October is breast cancer awareness month and is very important for all of us to not only recognize, but pay close attention to. It is important to know that 1 in 8 women will be diagnosed with breast cancer in their lifetime. I am sorry, I know this post is going to be rather long, but at the same time everything I am sharing with y’all is valuable information that could potentially help many.
Cancer is a broad term for a class of diseases that is characterized by abnormal cells growing and invading healthy cells in the body. Breast cancer starts in the cells of the breasts as a group of cancer cells that have spread to surrounding tissues or metastasized to other areas of the body. Cancer begins in the cells, which are considered to be the basic building blocks making up tissue. The process of cell growth can go wrong and new cells form when the body really doesn’t need them and old damaged cells do not die. This process causes a buildup of cells causing a mass of tissues, known as a lump, growth, or a tumor. Breast cancer occurs when malignant tumors develop in the breast. Cancer cell cells spread by breaking away from the original tumor and enter into the blood or lymph vessels, which branch into tissues throughout the entire body.
There are myths that caffeine, deodorant, antiperspirants, microwaves, cell phones, wearing underwire bras, implants, and plastic food serving items cause cancer. The truth is the causes or breast cancer is still unknown.
Women that have certain of the risk factors I will share with y’all are more likely to develop breast cancer than women with none of these risk factors. The following are known to be risk factors:
- Even though breast cancer can affect men, it does occur 100 times more often in women.
- Two of our three women with invasive breast cancer are diagnosed after the age of 55.
- Occurs more often in Caucasian women than any other race.
- Genetic factors of if a mother, sister, father, or child has been diagnosed with breast or ovarian cancer, the risk are higher.
- Risks increase if a relative was diagnosed before age 50.
- If you are diagnosed with breast cancer in one breast, there is an increased risk the other breast will developed cancer in the future.
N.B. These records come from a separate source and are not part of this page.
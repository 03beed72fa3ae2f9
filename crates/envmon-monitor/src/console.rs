//! Console rendering of connection events.

use std::io::Write;
use std::sync::Arc;

use envmon_link::{ConnectionEvent, Listener, StatusEvent};
use envmon_sensors::{Payload, SensorReading, classify};

/// How events are written to stdout.
#[derive(Clone, Copy, Debug, PartialEq, Eq)]
pub enum OutputMode {
    /// One line of text per event.
    Human,
    /// The raw event as a JSON line.
    JsonLines,
}

/// Listener printing every event to stdout.
pub fn listener(mode: OutputMode) -> Listener {
    Arc::new(move |event: &ConnectionEvent| {
        let Some(line) = render(event, mode) else {
            return;
        };
        let mut stdout = std::io::stdout().lock();
        // a closed pipe is not worth tearing the link down for
        let _ = writeln!(stdout, "{line}");
    })
}

/// The line printed for `event`, if any.
pub fn render(event: &ConnectionEvent, mode: OutputMode) -> Option<String> {
    match mode {
        OutputMode::JsonLines => serde_json::to_string(event).ok(),
        OutputMode::Human => match event {
            ConnectionEvent::Status(status) => Some(render_status(status)),
            ConnectionEvent::Telemetry(payload) => match classify(payload) {
                Payload::Reading(reading) => Some(render_reading(&reading)),
                Payload::Welcome { message, .. } => Some(format!("[server] {message}")),
                Payload::ServerError { message } => Some(format!("[server error] {message}")),
                Payload::Malformed(err) => Some(format!("[skipped] {err}")),
                Payload::Acknowledgement { .. } | Payload::Other => None,
            },
        },
    }
}

fn render_status(status: &StatusEvent) -> String {
    let mut line = format!("[{}] {}", status.status, status.message);
    if let Some(code) = status.code {
        line.push_str(&format!(" (code {code})"));
    }
    if let Some(error) = &status.error {
        line.push_str(&format!(": {error}"));
    }
    line
}

fn render_reading(reading: &SensorReading) -> String {
    format!(
        "{}  temperature {:.1}°C  humidity {:.1}%  obstacle {}",
        reading.timestamp_iso(),
        reading.temperature,
        reading.humidity,
        if reading.obstacle { "yes" } else { "no" },
    )
}
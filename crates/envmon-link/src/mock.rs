//! In-memory connector for driving the manager in tests.
//!
//! Every `connect` call shows up as a [`PendingConnect`] that the test
//! accepts, rejects or leaves hanging. Accepting yields a [`MockRemote`]
//! playing the server side of the channel.

use std::sync::Arc;

use async_trait::async_trait;
use futures::channel::mpsc as remote_mpsc;
use futures::{SinkExt, StreamExt};
use tokio::sync::{mpsc, oneshot};

use crate::error::{LinkError, Result};
use crate::transport::{ChannelIo, Connector, InboundFrame, OutboundFrame};

pub(crate) struct MockConnector {
    requests: mpsc::UnboundedSender<PendingConnect>,
}

impl MockConnector {
    pub(crate) fn new() -> (Arc<Self>, mpsc::UnboundedReceiver<PendingConnect>) {
        let (requests, pending) = mpsc::unbounded_channel();
        (Arc::new(Self { requests }), pending)
    }
}

#[async_trait]
impl Connector for MockConnector {
    async fn connect(&self, url: &str) -> Result<ChannelIo> {
        let (reply, answer) = oneshot::channel();
        self.requests
            .send(PendingConnect {
                url: url.to_owned(),
                reply,
            })
            .map_err(|_| LinkError::Connect("mock connector gone".into()))?;
        answer
            .await
            .unwrap_or_else(|_| Err(LinkError::Connect("attempt abandoned".into())))
    }
}

pub(crate) struct PendingConnect {
    pub(crate) url: String,
    reply: oneshot::Sender<Result<ChannelIo>>,
}

impl PendingConnect {
    pub(crate) fn accept(self) -> MockRemote {
        let (to_remote, from_client) = remote_mpsc::unbounded::<OutboundFrame>();
        let (to_client, from_remote) = remote_mpsc::unbounded::<Result<InboundFrame>>();
        let sink = to_remote.sink_map_err(|e| LinkError::Transport(e.to_string()));
        let _ = self.reply.send(Ok(ChannelIo::new(sink, from_remote)));
        MockRemote {
            inbound: to_client,
            outbound: from_client,
        }
    }

    pub(crate) fn reject(self, reason: &str) {
        let _ = self.reply.send(Err(LinkError::Connect(reason.to_owned())));
    }
}

pub(crate) struct MockRemote {
    inbound: remote_mpsc::UnboundedSender<Result<InboundFrame>>,
    outbound: remote_mpsc::UnboundedReceiver<OutboundFrame>,
}

impl MockRemote {
    pub(crate) fn send_text(&self, text: &str) {
        let _ = self
            .inbound
            .unbounded_send(Ok(InboundFrame::Text(text.to_owned())));
    }

    pub(crate) fn close(&self, code: u16, reason: &str) {
        let _ = self.inbound.unbounded_send(Ok(InboundFrame::Close {
            code,
            reason: reason.to_owned(),
        }));
    }

    pub(crate) fn fail(&self, error: &str) {
        let _ = self
            .inbound
            .unbounded_send(Err(LinkError::Transport(error.to_owned())));
    }

    /// Stop accepting writes; the client's next write fails.
    pub(crate) fn stop_reading(&mut self) {
        self.outbound.close();
    }

    pub(crate) async fn next_frame(&mut self) -> Option<OutboundFrame> {
        self.outbound.next().await
    }
}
- Risk for breast cancer increases if abnormal breast cells have been previously detected, such as an atypical hyperplasia, Lobular Carcinoma in Situ (LCIS), or Ductal Carcinoma in Situ (DCIS).
- Early menstruation (before age 12), late menopause (after 55), having your first child at an older age, or never having given birth at all.
- Genome changes which is mutation in certain genes such as BRCA1, which is a human tumor suppressor gene and is responsible for repairing DNA. Or BRCA2, which is a gene chromosome 13 that normally helps suppress cell growth. A person that inherits gene mutation in a BCRA2 gene has a higher risk for breast, ovarian, prostate, or other types of cancer.
- Dense breast tissue can increase the risks of breast cancer because it makes detection of lumps difficult. Many states have passed laws that require physicians to disclose to the patient if their mammogram shows they have dense breast and share what the risks are.
In addition to unavoidable risks, there are several avoidable risks for chances of breast cancer.
- Lack of physical activity. Living a sedentary lifestyle can be quite unhealthy causing numerous other issues besides for a higher risk of developing breast cancer.
- Poor diet that is high in saturated fats and a lack of fruits and vegetables.
- Being overweight or being obese and already going through menopause.
- Frequent consumption of alcohol. Basically, the more alcohol you consume, the greater your risks are.
- Radiation to the chest before age 30.
- Combined hormone replacement therapy, which is prescribed for menopause increases the risk that when cancer is detected, it will be a more advantaged stage.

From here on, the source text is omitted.